(Extracted data entries)
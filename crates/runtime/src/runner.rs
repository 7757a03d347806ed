//! The agent loop: one user request driven to completion through bounded
//! provider turns and permission-checked tool execution.
//!
//! Flow: Init → Turn → Dispatch → [Execute | AwaitApproval] → Turn → … →
//! Done | Aborted. Failures that originate from a single tool call are
//! absorbed into that call's outcome so the model can adapt; only failures
//! that make the loop itself unable to proceed end the run.

use std::sync::Arc;
use std::time::Duration;

use chrono::Utc;
use serde::{Deserialize, Serialize};
use tokio_util::sync::CancellationToken;
use tracing::{debug, info, warn};
use uuid::Uuid;

use crate::approval::{ApprovalGate, ApprovalRequest};
use crate::catalog::ToolCatalog;
use crate::config::{ExecutionMode, RunConfig};
use crate::message::Transcript;
use crate::permission::PermissionEngine;
use crate::prompt::build_system_prompt;
use crate::provider::{Provider, ProviderError, TokenUsage};
use crate::session::{RunHeader, RunSummary, SessionSink, SinkError};
use crate::tool::{ToolCall, ToolContext, ToolDescriptor, ToolOutcome};

/// How a run ended.
#[derive(Debug, Clone, PartialEq, Eq, Serialize, Deserialize)]
#[serde(rename_all = "snake_case")]
pub enum RunStatus {
    /// The model finished with a text-only turn.
    Completed,
    /// The run ended early; partial completion, reported distinctly.
    Aborted(AbortReason),
}

#[derive(Debug, Clone, Copy, PartialEq, Eq, Serialize, Deserialize)]
#[serde(rename_all = "snake_case")]
pub enum AbortReason {
    TurnBudgetExhausted,
    Cancelled,
    ProviderFailure,
}

/// Everything a finished run hands back. The transcript and any side effects
/// already applied are retained even on abort.
#[derive(Debug, Clone)]
pub struct RunOutcome {
    pub status: RunStatus,
    pub transcript: Transcript,
    pub turns_used: usize,
    pub usage: TokenUsage,
}

impl RunOutcome {
    pub fn is_complete(&self) -> bool {
        self.status == RunStatus::Completed
    }
}

#[derive(Debug, thiserror::Error)]
pub enum RunError {
    #[error("provider error: {0}")]
    Provider(#[from] ProviderError),
    #[error(transparent)]
    Sink(#[from] SinkError),
    #[error("remote-augmented mode requires at least one remote tool")]
    NoRemoteTools,
}

enum TurnCall {
    Turn(crate::provider::ProviderTurn),
    Cancelled,
    Failed(ProviderError),
}

enum Dispatch {
    Outcome(ToolOutcome),
    Cancelled,
}

/// Drives one run at a time. Multiple runners may share the catalog,
/// permission engine, gate, and sink; transcripts are never shared.
pub struct AgentRunner {
    provider: Arc<dyn Provider>,
    catalog: Arc<ToolCatalog>,
    permissions: Arc<PermissionEngine>,
    gate: Arc<dyn ApprovalGate>,
    sink: Arc<dyn SessionSink>,
    config: RunConfig,
    cancel: CancellationToken,
    provider_timeout: Duration,
    tool_timeout: Duration,
    retry_backoff: Duration,
}

impl AgentRunner {
    pub fn new(
        provider: Arc<dyn Provider>,
        catalog: Arc<ToolCatalog>,
        permissions: Arc<PermissionEngine>,
        gate: Arc<dyn ApprovalGate>,
        sink: Arc<dyn SessionSink>,
        config: RunConfig,
    ) -> Self {
        Self {
            provider,
            catalog,
            permissions,
            gate,
            sink,
            config,
            cancel: CancellationToken::new(),
            provider_timeout: Duration::from_secs(120),
            tool_timeout: Duration::from_secs(300),
            retry_backoff: Duration::from_millis(500),
        }
    }

    pub fn with_cancellation(mut self, token: CancellationToken) -> Self {
        self.cancel = token;
        self
    }

    pub fn with_provider_timeout(mut self, timeout: Duration) -> Self {
        self.provider_timeout = timeout;
        self
    }

    pub fn with_tool_timeout(mut self, timeout: Duration) -> Self {
        self.tool_timeout = timeout;
        self
    }

    pub fn with_retry_backoff(mut self, backoff: Duration) -> Self {
        self.retry_backoff = backoff;
        self
    }

    /// Token that cancels this run at its next suspension point.
    pub fn cancellation_token(&self) -> CancellationToken {
        self.cancel.clone()
    }

    /// Execute one run for a single user request.
    pub async fn run(&self, prompt: impl Into<String>) -> Result<RunOutcome, RunError> {
        // Remote capability is a precondition of this mode, checked before
        // anything is recorded: the run never starts.
        if self.config.mode == ExecutionMode::RemoteAugmented && !self.catalog.has_remote() {
            return Err(RunError::NoRemoteTools);
        }

        let run_id = Uuid::new_v4();
        self.sink
            .record_start(&RunHeader {
                run_id,
                started_at: Utc::now(),
                provider: self.config.provider.clone(),
                model: self.config.model.clone(),
                mode: self.config.mode,
                max_turns: self.config.max_turns,
            })
            .await?;

        info!(%run_id, provider = self.provider.name(), model = %self.config.model, "run started");

        let mut transcript = Transcript::new();
        transcript.push_system(build_system_prompt(&self.config, self.permissions.root()));
        transcript.push_user(prompt);

        let tools = self.catalog.descriptors(self.config.mode);
        debug!(count = tools.len(), "tool descriptors selected");

        let mut turns_used = 0;
        let mut usage = TokenUsage::default();

        let (status, provider_failure) = loop {
            if turns_used == self.config.max_turns {
                warn!(%run_id, turns = turns_used, "turn budget exhausted");
                break (
                    RunStatus::Aborted(AbortReason::TurnBudgetExhausted),
                    None,
                );
            }
            turns_used += 1;

            let turn = match self.call_provider(&transcript, &tools).await {
                TurnCall::Turn(turn) => turn,
                TurnCall::Cancelled => {
                    break (RunStatus::Aborted(AbortReason::Cancelled), None)
                }
                TurnCall::Failed(error) => {
                    break (
                        RunStatus::Aborted(AbortReason::ProviderFailure),
                        Some(error),
                    )
                }
            };

            debug!(
                %run_id,
                turn = turns_used,
                tool_calls = turn.tool_calls.len(),
                stop_reason = ?turn.stop_reason,
                "provider turn received"
            );

            usage.add(turn.usage);
            let text = if turn.text.is_empty() {
                None
            } else {
                Some(turn.text)
            };
            transcript.push_assistant(text, turn.tool_calls.clone());

            // Zero tool calls is the sole success-terminal condition.
            if turn.tool_calls.is_empty() {
                info!(%run_id, turns = turns_used, "run complete");
                break (RunStatus::Completed, None);
            }

            // Sequential, in provider order: this turn's results are fully
            // assembled before the next turn is issued.
            let mut cancelled = false;
            for call in &turn.tool_calls {
                match self.dispatch(call).await {
                    Dispatch::Outcome(outcome) => transcript.push_tool(outcome),
                    Dispatch::Cancelled => {
                        cancelled = true;
                        break;
                    }
                }
            }
            if cancelled {
                break (RunStatus::Aborted(AbortReason::Cancelled), None);
            }
        };

        let summary = RunSummary {
            run_id,
            finished_at: Utc::now(),
            status: status.clone(),
            turns_used,
            message_count: transcript.len(),
        };
        if let Err(e) = self.sink.record_end(&summary).await {
            warn!(%run_id, error = %e, "failed to record run end");
        }

        if let Some(error) = provider_failure {
            return Err(RunError::Provider(error));
        }

        Ok(RunOutcome {
            status,
            transcript,
            turns_used,
            usage,
        })
    }

    /// One provider call with per-call timeout, cancellation, and a single
    /// retry after backoff for transient failures.
    async fn call_provider(&self, transcript: &Transcript, tools: &[ToolDescriptor]) -> TurnCall {
        let mut attempted_retry = false;
        loop {
            let call = self
                .provider
                .converse(transcript.messages(), tools, &self.config.sampling);
            let result = tokio::select! {
                _ = self.cancel.cancelled() => return TurnCall::Cancelled,
                r = tokio::time::timeout(self.provider_timeout, call) => r,
            };

            let error = match result {
                Ok(Ok(turn)) => return TurnCall::Turn(turn),
                Ok(Err(e)) => e,
                Err(_) => ProviderError::Transport(format!(
                    "provider call timed out after {:?}",
                    self.provider_timeout
                )),
            };

            if !attempted_retry && error.is_transient() {
                attempted_retry = true;
                warn!(error = %error, backoff = ?self.retry_backoff, "transient provider failure; retrying once");
                tokio::select! {
                    _ = self.cancel.cancelled() => return TurnCall::Cancelled,
                    _ = tokio::time::sleep(self.retry_backoff) => {}
                }
                continue;
            }

            warn!(error = %error, "provider failure; aborting run");
            return TurnCall::Failed(error);
        }
    }

    /// Resolve, permission-check, approve, and execute one tool call.
    /// Everything short of cancellation collapses into a [`ToolOutcome`].
    async fn dispatch(&self, call: &ToolCall) -> Dispatch {
        let Some((tool, origin)) = self.catalog.resolve(&call.name) else {
            debug!(tool = %call.name, "unresolved tool name");
            return Dispatch::Outcome(ToolOutcome::error(
                call.id.clone(),
                format!("unknown tool: {}", call.name),
            ));
        };

        let context = ToolContext {
            root: self.permissions.root().to_path_buf(),
        };
        let access = tool.access(&call.arguments, &context);
        let verdict = self.permissions.evaluate(&access, &call.name);

        if !verdict.allowed {
            info!(tool = %call.name, reason = %verdict.reason, "permission denied");
            return Dispatch::Outcome(ToolOutcome::error(
                call.id.clone(),
                format!("permission denied: {}", verdict.reason),
            ));
        }

        if verdict.requires_approval && !self.config.auto_approve {
            info!(tool = %call.name, "awaiting operator approval");
            let request = ApprovalRequest {
                tool_name: call.name.clone(),
                arguments: call.arguments.clone(),
                reason: verdict.reason.clone(),
            };
            let approved = tokio::select! {
                _ = self.cancel.cancelled() => return Dispatch::Cancelled,
                decision = self.gate.review(request) => decision,
            };
            if !approved {
                info!(tool = %call.name, "operator refused the action");
                return Dispatch::Outcome(ToolOutcome::error(
                    call.id.clone(),
                    format!("approval denied: operator refused '{}'", call.name),
                ));
            }
        }

        debug!(tool = %call.name, origin = ?origin, "executing tool");
        match tokio::time::timeout(
            self.tool_timeout,
            tool.execute(call.arguments.clone(), &context),
        )
        .await
        {
            Ok(Ok(mut outcome)) => {
                outcome.call_id = call.id.clone();
                Dispatch::Outcome(outcome)
            }
            Ok(Err(e)) => {
                warn!(tool = %call.name, error = %e, "tool failed");
                Dispatch::Outcome(ToolOutcome::error(
                    call.id.clone(),
                    format!("tool error: {e}"),
                ))
            }
            Err(_) => {
                warn!(tool = %call.name, timeout = ?self.tool_timeout, "tool timed out");
                Dispatch::Outcome(ToolOutcome::error(
                    call.id.clone(),
                    format!("tool '{}' timed out after {:?}", call.name, self.tool_timeout),
                ))
            }
        }
    }
}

### What you will do
In the reply, include exactly the lines from the beginning of the entries above through the line holding "pub struct RunOutcome", and nothing besides.

### Answer below
filename crates/runtime/src/runner.rs
repository 7757a03d347806ed
//! The agent loop: one user request driven to completion through bounded
//! provider turns and permission-checked tool execution.
//!
//! Flow: Init → Turn → Dispatch → [Execute | AwaitApproval] → Turn → … →
//! Done | Aborted. Failures that originate from a single tool call are
//! absorbed into that call's outcome so the model can adapt; only failures
//! that make the loop itself unable to proceed end the run.

use std::sync::Arc;
use std::time::Duration;

use chrono::Utc;
use serde::{Deserialize, Serialize};
use tokio_util::sync::CancellationToken;
use tracing::{debug, info, warn};
use uuid::Uuid;

use crate::approval::{ApprovalGate, ApprovalRequest};
use crate::catalog::ToolCatalog;
use crate::config::{ExecutionMode, RunConfig};
use crate::message::Transcript;
use crate::permission::PermissionEngine;
use crate::prompt::build_system_prompt;
use crate::provider::{Provider, ProviderError, TokenUsage};
use crate::session::{RunHeader, RunSummary, SessionSink, SinkError};
use crate::tool::{ToolCall, ToolContext, ToolDescriptor, ToolOutcome};

/// How a run ended.
#[derive(Debug, Clone, PartialEq, Eq, Serialize, Deserialize)]
#[serde(rename_all = "snake_case")]
pub enum RunStatus {
    /// The model finished with a text-only turn.
    Completed,
    /// The run ended early; partial completion, reported distinctly.
    Aborted(AbortReason),
}

#[derive(Debug, Clone, Copy, PartialEq, Eq, Serialize, Deserialize)]
#[serde(rename_all = "snake_case")]
pub enum AbortReason {
    TurnBudgetExhausted,
    Cancelled,
    ProviderFailure,
}

/// Everything a finished run hands back. The transcript and any side effects
/// already applied are retained even on abort.
#[derive(Debug, Clone)]
pub struct RunOutcome {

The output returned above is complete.